## ABOUT THIS EXERCISE
From the data below, report how many lines contain the word "crate", giving the number and nothing else.

┄┄┄┄┄┄

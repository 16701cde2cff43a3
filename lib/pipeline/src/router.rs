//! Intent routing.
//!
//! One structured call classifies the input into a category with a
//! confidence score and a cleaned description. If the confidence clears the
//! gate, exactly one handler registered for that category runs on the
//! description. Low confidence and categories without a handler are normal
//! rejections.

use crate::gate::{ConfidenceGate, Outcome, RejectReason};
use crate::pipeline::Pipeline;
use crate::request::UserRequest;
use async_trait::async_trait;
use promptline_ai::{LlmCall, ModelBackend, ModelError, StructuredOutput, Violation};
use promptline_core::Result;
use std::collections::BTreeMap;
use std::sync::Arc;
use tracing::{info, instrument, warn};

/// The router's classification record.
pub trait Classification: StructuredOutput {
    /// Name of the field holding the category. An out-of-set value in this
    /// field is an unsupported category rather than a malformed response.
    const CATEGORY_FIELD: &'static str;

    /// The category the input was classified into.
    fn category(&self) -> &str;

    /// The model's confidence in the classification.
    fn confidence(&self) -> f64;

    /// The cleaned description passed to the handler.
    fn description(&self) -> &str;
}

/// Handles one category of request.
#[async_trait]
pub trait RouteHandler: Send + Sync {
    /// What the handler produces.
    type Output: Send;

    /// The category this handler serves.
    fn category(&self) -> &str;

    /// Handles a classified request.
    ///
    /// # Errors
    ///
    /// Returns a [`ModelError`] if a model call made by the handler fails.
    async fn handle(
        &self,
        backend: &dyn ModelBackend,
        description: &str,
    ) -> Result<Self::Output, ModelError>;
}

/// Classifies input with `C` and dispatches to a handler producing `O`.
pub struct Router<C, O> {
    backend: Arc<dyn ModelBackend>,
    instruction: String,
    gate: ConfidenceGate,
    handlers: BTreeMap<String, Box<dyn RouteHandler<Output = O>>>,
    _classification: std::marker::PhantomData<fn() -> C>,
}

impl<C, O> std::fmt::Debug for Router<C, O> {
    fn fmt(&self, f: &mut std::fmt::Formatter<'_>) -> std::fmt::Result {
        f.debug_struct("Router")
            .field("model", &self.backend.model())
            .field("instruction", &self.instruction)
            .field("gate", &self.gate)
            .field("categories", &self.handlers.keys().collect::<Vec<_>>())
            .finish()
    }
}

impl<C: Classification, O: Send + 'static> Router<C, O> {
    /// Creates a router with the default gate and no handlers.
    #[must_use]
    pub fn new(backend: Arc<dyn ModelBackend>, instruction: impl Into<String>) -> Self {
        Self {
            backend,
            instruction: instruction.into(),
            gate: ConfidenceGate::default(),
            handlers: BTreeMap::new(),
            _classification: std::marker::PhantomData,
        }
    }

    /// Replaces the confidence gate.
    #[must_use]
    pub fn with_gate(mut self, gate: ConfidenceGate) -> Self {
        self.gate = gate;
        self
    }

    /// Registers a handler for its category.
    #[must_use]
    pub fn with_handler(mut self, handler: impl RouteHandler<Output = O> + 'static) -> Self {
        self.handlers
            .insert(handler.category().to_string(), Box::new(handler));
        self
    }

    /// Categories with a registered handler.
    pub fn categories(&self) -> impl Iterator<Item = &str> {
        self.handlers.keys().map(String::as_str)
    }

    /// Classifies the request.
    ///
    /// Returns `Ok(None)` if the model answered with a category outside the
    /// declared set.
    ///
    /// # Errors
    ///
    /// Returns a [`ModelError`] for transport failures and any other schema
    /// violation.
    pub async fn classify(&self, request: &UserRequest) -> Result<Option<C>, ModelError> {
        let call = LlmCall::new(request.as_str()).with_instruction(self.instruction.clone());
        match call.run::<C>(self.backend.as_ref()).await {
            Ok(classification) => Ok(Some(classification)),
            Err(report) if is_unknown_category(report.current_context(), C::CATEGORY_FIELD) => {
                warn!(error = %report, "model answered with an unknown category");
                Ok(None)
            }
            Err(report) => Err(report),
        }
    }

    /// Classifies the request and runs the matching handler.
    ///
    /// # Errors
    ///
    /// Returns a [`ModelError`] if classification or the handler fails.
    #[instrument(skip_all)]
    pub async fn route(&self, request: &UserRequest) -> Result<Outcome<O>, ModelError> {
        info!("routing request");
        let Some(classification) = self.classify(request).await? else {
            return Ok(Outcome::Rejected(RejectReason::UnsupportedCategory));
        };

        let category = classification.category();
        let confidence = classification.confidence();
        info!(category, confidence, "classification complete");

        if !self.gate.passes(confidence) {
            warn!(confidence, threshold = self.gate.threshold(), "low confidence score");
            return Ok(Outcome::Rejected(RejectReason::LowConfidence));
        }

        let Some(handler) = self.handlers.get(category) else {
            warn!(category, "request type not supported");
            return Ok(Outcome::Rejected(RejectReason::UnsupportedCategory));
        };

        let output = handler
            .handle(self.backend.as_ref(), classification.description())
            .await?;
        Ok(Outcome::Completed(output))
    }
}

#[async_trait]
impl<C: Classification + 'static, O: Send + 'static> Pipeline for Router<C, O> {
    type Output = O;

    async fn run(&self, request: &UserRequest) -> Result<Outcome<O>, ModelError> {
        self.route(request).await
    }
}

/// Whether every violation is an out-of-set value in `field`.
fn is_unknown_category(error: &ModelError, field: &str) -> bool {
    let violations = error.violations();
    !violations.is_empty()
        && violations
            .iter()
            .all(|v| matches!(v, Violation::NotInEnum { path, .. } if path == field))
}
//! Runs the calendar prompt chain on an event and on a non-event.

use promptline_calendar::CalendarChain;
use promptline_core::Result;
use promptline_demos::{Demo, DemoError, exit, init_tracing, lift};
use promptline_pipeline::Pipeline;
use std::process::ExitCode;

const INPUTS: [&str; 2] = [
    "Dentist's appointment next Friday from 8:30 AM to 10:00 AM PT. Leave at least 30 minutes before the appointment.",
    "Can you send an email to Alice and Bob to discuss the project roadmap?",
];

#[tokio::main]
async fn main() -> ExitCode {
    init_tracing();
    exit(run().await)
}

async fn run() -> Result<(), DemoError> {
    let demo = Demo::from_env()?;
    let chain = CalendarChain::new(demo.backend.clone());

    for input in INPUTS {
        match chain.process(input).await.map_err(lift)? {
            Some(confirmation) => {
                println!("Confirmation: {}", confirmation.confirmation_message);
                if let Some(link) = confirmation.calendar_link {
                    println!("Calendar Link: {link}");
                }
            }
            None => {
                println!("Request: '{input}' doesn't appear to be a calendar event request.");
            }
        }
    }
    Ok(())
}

┄┄┄┄┄┄

## WRITTEN SOLUTION
3